Hamlet and farm in Cornwall, England

Degibna is a hamlet and farm in the parish of Helston, Cornwall, England, UK. It lies on the eastern bank of the largest natural freshwater lake in Cornwall, The Loe, and forms part of the Penrose Estate.

==Geography==
Degibna lies in the Cornwall Area of Outstanding Natural Beauty. Almost a third of Cornwall has AONB designation, with the same status and protection as a National Park. It is agricultural in nature, with most of the hamlet being devised of farmland. There is a large plantation, Degibna Woods, on the edge of the Loe which used to act as a carriage ride and shoot location for visitors to Penrose Estate, but is now utilised by walkers. Degibna is bordered to the north by the parish of Helston, to the east by the parish of St Mawgan-in-Meneage, to the south by the parish of Gunwalloe and Mount's Bay, and to the west by the Parish of Porthleven.

==History==
The earliest mention of Degibna is in 1272 when King Edward I granted land of a Cornish acre at Decuman to William de Treville on the condition he purchase and maintain a boat and fishing hook for the King's use on the Loe whenever he should visit the area.
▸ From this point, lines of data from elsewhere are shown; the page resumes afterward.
use std::sync::Arc;
use std::time::Duration;

use tracing_subscriber::EnvFilter;

use partyline_server::config::ServerConfig;
use partyline_server::sweeper::spawn_expiry_sweeper;

#[tokio::main]
async fn main() {
    let json_logs = std::env::var("PARTYLINE_LOG_JSON").is_ok_and(|v| v == "1");
    let subscriber = tracing_subscriber::fmt().with_env_filter(EnvFilter::from_default_env());
    if json_logs {
        subscriber.json().init();
    } else {
        subscriber.init();
    }

    tracing::info!(version = env!("CARGO_PKG_VERSION"), "Partyline server starting");

    let config = ServerConfig::load();
    config.validate();

    let (store, store_backend) = partyline_server::open_store(&config.store).await;
    let listen_addr = config.listen_addr.clone();
    let sweep_every = Duration::from_secs(config.rooms.sweep_interval_secs);
    let (app, state) = partyline_server::build_app(config, store, store_backend);
    let _sweeper = spawn_expiry_sweeper(Arc::clone(&state.rooms), sweep_every);

    let listener = match tokio::net::TcpListener::bind(&listen_addr).await {
        Ok(listener) => listener,
        Err(e) => {
            tracing::error!(addr = %listen_addr, error = %e, "Failed to bind");
            std::process::exit(1);
        },
    };
    tracing::info!(addr = %listen_addr, store = store_backend, "Listening");

    if let Err(e) = axum::serve(listener, app)
        .with_graceful_shutdown(shutdown_signal())
        .await
    {
        tracing::error!(error = %e, "Server error");
    }
    tracing::info!("Partyline server stopped");
}

async fn shutdown_signal() {
    if let Err(e) = tokio::signal::ctrl_c().await {
        tracing::warn!(error = %e, "Could not listen for ctrl-c");
        std::future::pending::<()>().await;
    }
    tracing::info!("Shutdown requested");
}
pub mod catalog;
pub mod scoring;

use std::collections::HashMap;
use std::sync::{Arc, Mutex};
use std::time::Duration;

use serde_json::json;
use tokio::task::JoinHandle;

use partyline_core::clock::{ENGINE_TICK, PhaseChange, RoundClock, Ticked, lock, spawn_ticker};
use partyline_core::game_registry::GameType;
use partyline_core::game_trait::{EnginePhase, EngineSnapshot, GameEngine, GameEvent, GameSetup};
use partyline_core::player::ConnectionId;
use partyline_core::score_table::ScoreTable;

pub use catalog::PricedItem;
use catalog::{builtin_items, parse_items};
use scoring::{CLOSEST_BONUS, proximity_points};

struct PricingRound {
    clock: RoundClock,
    items: Vec<PricedItem>,
    scores: ScoreTable,
    guesses: HashMap<ConnectionId, f64>,
}

impl PricingRound {
    fn item(&self, round: u32) -> Option<&PricedItem> {
        (round as usize)
            .checked_sub(1)
            .and_then(|i| self.items.get(i))
    }

    fn on_change(&mut self, change: PhaseChange) {
        if change.from == EnginePhase::Playing {
            self.settle(change.round);
        }
        if change.to == EnginePhase::Playing {
            self.guesses.clear();
        }
    }

    /// Score every guess by proximity; the closest guess (ties included)
    /// earns a bonus.
    fn settle(&mut self, round: u32) {
        let Some(price) = self.item(round).map(|item| item.price) else {
            return;
        };
        let guesses = std::mem::take(&mut self.guesses);
        let best = guesses
            .values()
            .map(|g| (g - price).abs())
            .fold(f64::INFINITY, f64::min);
        for (id, guess) in guesses {
            let mut points = proximity_points(guess, price);
            if (guess - price).abs() == best && points > 0 {
                points += CLOSEST_BONUS;
            }
            self.scores.award(&id, points);
        }
    }

    fn prompt(&self) -> Option<serde_json::Value> {
        let item = self.item(self.clock.round())?;
        let mut prompt = json!({
            "index": self.clock.round(),
            "name": item.name,
            "description": item.description,
        });
        if matches!(
            self.clock.phase(),
            EnginePhase::RoundEnd | EnginePhase::Finished
        ) {
            prompt["price"] = json!(item.price);
        }
        Some(prompt)
    }
}

impl Ticked for PricingRound {
    fn tick(&mut self, dt: Duration) -> bool {
        if let Some(change) = self.clock.advance(dt) {
            self.on_change(change);
        }
        !self.clock.is_finished()
    }
}

/// Guess-the-price. Players submit one guess per item; closer guesses
/// score more.
pub struct PriceGuess {
    inner: Arc<Mutex<PricingRound>>,
    ticker: Option<JoinHandle<()>>,
    destroyed: bool,
}

impl PriceGuess {
    pub fn new(setup: GameSetup) -> Self {
        let mut items = parse_items(&setup.content);
        if items.is_empty() {
            tracing::debug!("No usable pricing content, using built-in items");
            items = builtin_items();
        }
        if setup.max_rounds > 0 {
            items.truncate(setup.max_rounds as usize);
        }
        let mut scores = ScoreTable::default();
        for (id, name) in &setup.players {
            scores.join(id, name);
        }
        let clock = RoundClock::new(setup.timing, items.len() as u32);
        Self {
            inner: Arc::new(Mutex::new(PricingRound {
                clock,
                items,
                scores,
                guesses: HashMap::new(),
            })),
            ticker: None,
            destroyed: false,
        }
    }

    /// Advance the round clock manually.
    pub fn advance(&mut self, dt: Duration) {
        lock(&self.inner).tick(dt);
    }
}

pub fn create(setup: GameSetup) -> Box<dyn GameEngine> {
    Box::new(PriceGuess::new(setup))
}

impl GameEngine for PriceGuess {
    fn game_type(&self) -> GameType {
        GameType::PriceGuess
    }

    fn warmup(&self) -> Duration {
        lock(&self.inner).clock.timing().warmup
    }

    fn start(&mut self) {
        if !self.destroyed && self.ticker.is_none() {
            self.ticker = Some(spawn_ticker(Arc::clone(&self.inner), ENGINE_TICK));
        }
    }

    fn state(&self) -> EngineSnapshot {
        let inner = lock(&self.inner);
        EngineSnapshot {
            game_type: GameType::PriceGuess,
            phase: inner.clock.phase(),
            round: inner.clock.round(),
            total_rounds: inner.clock.total_rounds(),
            scores: inner.scores.snapshot(),
            prompt: inner.prompt(),
        }
    }

    fn destroy(&mut self) {
        if let Some(ticker) = self.ticker.take() {
            ticker.abort();
        }
        lock(&self.inner).clock.finish();
        self.destroyed = true;
    }

    fn migrate_player(&mut self, old_id: &str, new_id: &str) {
        let mut inner = lock(&self.inner);
        inner.scores.migrate(old_id, new_id);
        if let Some(guess) = inner.guesses.remove(old_id) {
            inner.guesses.insert(new_id.to_string(), guess);
        }
    }

    fn set_player_score(&mut self, player_id: &str, score: i64) {
        lock(&self.inner).scores.set(player_id, score);
    }

    fn add_player(&mut self, player_id: &str, name: &str) {
        lock(&self.inner).scores.join(player_id, name);
    }

    fn apply_input(&mut self, player_id: &str, input: &serde_json::Value) -> bool {
        let mut inner = lock(&self.inner);
        if inner.clock.phase() != EnginePhase::Playing
            || !inner.scores.contains(player_id)
            || inner.guesses.contains_key(player_id)
        {
            return false;
        }
        let Some(guess) = input
            .get("guess")
            .and_then(serde_json::Value::as_f64)
            .filter(|g| g.is_finite() && *g >= 0.0)
        else {
            return false;
        };
        inner.guesses.insert(player_id.to_string(), guess);
        if inner.guesses.len() == inner.scores.len()
            && let Some(change) = inner.clock.end_round_early()
        {
            inner.on_change(change);
        }
        true
    }

    fn pause(&mut self) -> bool {
        lock(&self.inner).clock.pause()
    }

    fn resume(&mut self) -> bool {
        lock(&self.inner).clock.resume()
    }

    fn drain_events(&mut self) -> Vec<GameEvent> {
        lock(&self.inner).scores.drain_events()
    }
}

impl Drop for PriceGuess {
    fn drop(&mut self) {
        if let Some(ticker) = self.ticker.take() {
            ticker.abort();
        }
    }
}
impl RoomEntry {
    fn new(room: Room) -> Self {
        Self {
            room,
            jukebox: JukeboxSettings::default(),
            leaderboard: Vec::new(),
            game: None,
        }
    }
}

/// What a player reconnection token resolves to.
#[derive(Debug, Clone, PartialEq, Eq)]
pub(crate) struct PlayerTokenBinding {
    pub(crate) room_code: String,
    pub(crate) name_key: String,
    /// Connection the token was last issued to or re-associated with.
    pub(crate) conn: ConnectionId,
}

/// In-memory registry of rooms, players, hosts and live games.
///
/// Every method is synchronous; callers hold the [`SharedRoomManager`]
/// lock for the duration of a call and never across a store await.
///
/// [`SharedRoomManager`]: crate::state::SharedRoomManager
pub struct RoomManager {
    pub(crate) rooms: HashMap<String, RoomEntry>,
    /// Player connection -> room code. Disconnected players keep their entry
    /// until they are rebound or removed.
    pub(crate) player_rooms: HashMap<ConnectionId, String>,
    pub(crate) player_tokens: HashMap<String, PlayerTokenBinding>,
    /// (room code, name key) -> player token.
    pub(crate) player_token_index: HashMap<(String, String), String>,
    /// Host token -> room code.
    pub(crate) host_tokens: HashMap<String, String>,
    /// Room code -> host token.
    pub(crate) room_host_tokens: HashMap<String, String>,
    pub(crate) senders: HashMap<ConnectionId, PlayerSender>,
    /// Codes deleted in this process, with the deletion time. A restore
    /// from the store never brings a tombstoned code back.
    pub(crate) tombstones: HashMap<String, DateTime<Utc>>,
    pub(crate) next_instance_id: u64,
    pub(crate) writer: Option<StoreWriter>,
    pub(crate) registry: Arc<ServerGameRegistry>,
    pub(crate) policy: RoomPolicy,
}

impl Default for RoomManager {
    fn default() -> Self {
        Self::new(Arc::new(ServerGameRegistry::new()), RoomPolicy::default(), None)
    }
}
Degibna has a long Christian history and association with Saint Decuman, with a chapel dedicated to the saint existing since at least the 14th century. The earliest mention of such is on 28 May 1397 when the vicar of Wendron was licensed to celebrate on 27 August each year the Feast of St. Decuman in the Chapel of Decuman in his parish. In 1886 the chapel was described as a Wesleyan chapel with ″hallowed associations″. At that time the number of worshipers was small, not of the richest and a thatcher was about to ″put on a new coat″ to the old thatched roof.

In addition there is a holy well that flows along a small white quartz path in an old farm building below Degibna Farmhouse into the Loe, which was subject to regular blessing services by Canon Doble during the early 20th century.

An ancient lead and silver mine, Wheal Pool, was located in the area, operating until the 1880s when it was closed. There was a shaft on the eastern slopes of the valley, some 600 yards N.N.E of Degibna Farm, which was 50 fathoms deep. A drainage adit was constructed in 1790 in the cliffs at the southern end of Loe Pool in order to regulate the lake's water levels to prevent the mine from flooding.

==Notable people==
- Commodore Anthony 'Tony' Hogg, AFC – former Devon and Cornwall Police and Crime Commissioner and former Commanding Officer of RNAS Culdrose, resides in the hamlet, running a B&B with his wife.